A separate filing revealed GFL International Co., Limited offloaded 32.19 million PLS shares in an on-market block trade on Jan. 27, fetching A$5.00 each, and dropped below the substantial holder threshold.

PLS CEO Dale Henderson said on a conference call that the company is “not calling an end to volatility.” He described Ngungaju economics at current prices as delivering “very, very strong margins,” but warned that forecasting becomes tougher the further out you look. The same report highlighted that other Australian producers, such as Mineral Resources, are considering expansions and restarts as spodumene prices have more than tripled since early December. The Northern Miner

Jefferies analysts flagged that a Ngungaju restart is “increasingly probable,” though it hinges on locking in offtake at adequate prices. They also cautioned that idled capacity coming back online in China could weigh on the market soon. Mining Weekly

Friday’s drop boils down to something simpler: much of the news was already priced in, and given the stock’s volatility, traders didn’t hesitate to hit bids once fresh supply rumors surfaced.

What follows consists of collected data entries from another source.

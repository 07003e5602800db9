//! Structural validation of the three caller tables.
//!
//! [`validate_tables`] is what construction runs: it stops at the first
//! problem and reports it with a specific error. [`diagnose_tables`] runs
//! every check and accumulates all violations, which is handy when
//! authoring a large table.

use crate::builder::error::{BuildError, EventTableError, StateTableError};
use crate::core::{EventDescription, EventId, StateDescription, StateId, StateRow, MAX_ENTRIES};
use stillwater::validation::Validation;
use stillwater::NonEmptyVec;

/// Largest number of normalized states or events a table may define.
pub const MAX_NORMALIZED: usize = MAX_ENTRIES - 1;

/// Sizes of a validated table.
#[derive(Clone, Copy, PartialEq, Eq, Debug)]
pub struct TableCounts {
    pub number_states: usize,
    pub number_events: usize,
}

/// Validate the tables and the initial state, returning their sizes.
///
/// Checks run in a fixed order: the state count, state descriptions
/// against the state table, the initial state, the event count, event
/// descriptions, then every transition row against the event order.
///
/// # Example
///
/// ```rust
/// use tablefsm::builder::validate_tables;
/// use tablefsm::core::{EventDescription, StateDescription, StateId, StateRow, TransitionTuple};
///
/// let states = [StateDescription::new(0u32, "Only State")];
/// let events = [EventDescription::new(0u32, "Tick")];
/// let rows: Vec<StateRow<(), ()>> =
///     vec![StateRow::new(0u32, vec![TransitionTuple::quiet(0u32, 0u32)])];
///
/// let counts = validate_tables(StateId::new(0), &states, &events, &rows).unwrap();
/// assert_eq!(counts.number_states, 1);
/// assert_eq!(counts.number_events, 1);
/// ```
pub fn validate_tables<P, C>(
    initial: StateId,
    states: &[StateDescription],
    events: &[EventDescription],
    rows: &[StateRow<P, C>],
) -> Result<TableCounts, BuildError> {
    check_state_count(states)?;
    for (index, description) in states.iter().enumerate() {
        check_state_id(index, description)?;
        check_state_row(index, rows)?;
    }
    check_extra_rows(states, rows)?;
    let number_states = states.len();

    check_initial(initial, number_states)?;

    check_event_count(events)?;
    for (index, description) in events.iter().enumerate() {
        check_event_id(index, description)?;
    }
    let number_events = events.len();

    for row in rows {
        for index in 0..number_events {
            check_tuple(row, index)?;
        }
        check_extra_tuples(row, number_events)?;
    }

    Ok(TableCounts {
        number_states,
        number_events,
    })
}

/// Run every structural check and accumulate ALL violations.
///
/// Unlike [`validate_tables`] this does not stop at the first problem, and
/// the first error [`validate_tables`] reports is always among the ones
/// returned here. Returns `Validation::Success(())` when the tables would
/// build.
pub fn diagnose_tables<P, C>(
    initial: StateId,
    states: &[StateDescription],
    events: &[EventDescription],
    rows: &[StateRow<P, C>],
) -> Check {
    let mut checks: Vec<Check> = vec![check(check_state_count(states))];
    for (index, description) in states.iter().enumerate() {
        checks.push(check(check_state_id(index, description)));
        checks.push(check(check_state_row(index, rows)));
    }
    checks.push(check(check_extra_rows(states, rows)));

    checks.push(check(check_initial(initial, states.len())));

    checks.push(check(check_event_count(events)));
    for (index, description) in events.iter().enumerate() {
        checks.push(check(check_event_id(index, description)));
    }

    // Rows are judged against the described events even when the event
    // table itself is malformed, so every misaligned tuple shows up.
    let number_events = events.len();
    for row in rows {
        for index in 0..number_events {
            checks.push(check(check_tuple(row, index)));
        }
        checks.push(check(check_extra_tuples(row, number_events)));
    }

    Validation::all_vec(checks).map(|_| ())
}

type Check = Validation<(), NonEmptyVec<BuildError>>;

fn check(result: Result<(), BuildError>) -> Check {
    match result {
        Ok(()) => Validation::success(()),
        Err(err) => Validation::fail(err),
    }
}

fn check_state_count(states: &[StateDescription]) -> Result<(), BuildError> {
    if states.len() > MAX_NORMALIZED {
        return Err(StateTableError::TooManyStates {
            count: states.len(),
            max: MAX_NORMALIZED,
        }
        .into());
    }
    if states.is_empty() {
        return Err(StateTableError::Empty.into());
    }
    Ok(())
}

fn check_state_id(index: usize, description: &StateDescription) -> Result<(), BuildError> {
    if description.id.index() != index {
        return Err(StateTableError::NonContiguous {
            index,
            found: description.id,
        }
        .into());
    }
    Ok(())
}

fn check_state_row<P, C>(index: usize, rows: &[StateRow<P, C>]) -> Result<(), BuildError> {
    let state = StateId::new(index as u32);
    let row = rows.get(index).ok_or(StateTableError::MissingRow { state })?;

    if row.state.index() != index {
        return Err(StateTableError::RowMismatch {
            index,
            found: row.state,
        }
        .into());
    }
    if row.transitions.is_empty() {
        return Err(StateTableError::NoTransitions { state }.into());
    }
    Ok(())
}

fn check_extra_rows<P, C>(
    states: &[StateDescription],
    rows: &[StateRow<P, C>],
) -> Result<(), BuildError> {
    if rows.len() > states.len() {
        return Err(StateTableError::ExtraRows {
            expected: states.len(),
            found: rows.len(),
        }
        .into());
    }
    Ok(())
}

fn check_initial(initial: StateId, number_states: usize) -> Result<(), BuildError> {
    if initial.index() >= number_states {
        return Err(BuildError::InvalidInitialState {
            initial,
            number_states,
        });
    }
    Ok(())
}

fn check_event_count(events: &[EventDescription]) -> Result<(), BuildError> {
    if events.len() > MAX_NORMALIZED {
        return Err(EventTableError::TooManyEvents {
            count: events.len(),
            max: MAX_NORMALIZED,
        }
        .into());
    }
    if events.is_empty() {
        return Err(EventTableError::Empty.into());
    }
    Ok(())
}

fn check_event_id(index: usize, description: &EventDescription) -> Result<(), BuildError> {
    if description.id.index() != index {
        return Err(EventTableError::NonContiguous {
            index,
            found: description.id,
        }
        .into());
    }
    Ok(())
}

fn check_tuple<P, C>(row: &StateRow<P, C>, index: usize) -> Result<(), BuildError> {
    let event = EventId::new(index as u32);
    match row.tuple(event) {
        None => Err(EventTableError::MissingTuple {
            state: row.state,
            event,
        }
        .into()),
        Some(tuple) if tuple.event != event => Err(EventTableError::TupleMismatch {
            state: row.state,
            index,
            found: tuple.event,
        }
        .into()),
        Some(_) => Ok(()),
    }
}

fn check_extra_tuples<P, C>(row: &StateRow<P, C>, number_events: usize) -> Result<(), BuildError> {
    if row.transitions.len() > number_events {
        return Err(EventTableError::ExtraTuples {
            state: row.state,
            expected: number_events,
            found: row.transitions.len(),
        }
        .into());
    }
    Ok(())
}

The road ahead isn’t straightforward. Should lithium prices slide again or new supply return quicker than demand, PLS might hesitate on Ngungaju. That would keep the market focused on cost pressures, especially during the wet season.

Trading picks up Monday, and all eyes will be on lithium prices and whether last week’s block sale pressure persists. PLS’s interim report lands on Feb. 19, while the Ngungaju ruling and other project news are set for the March quarter.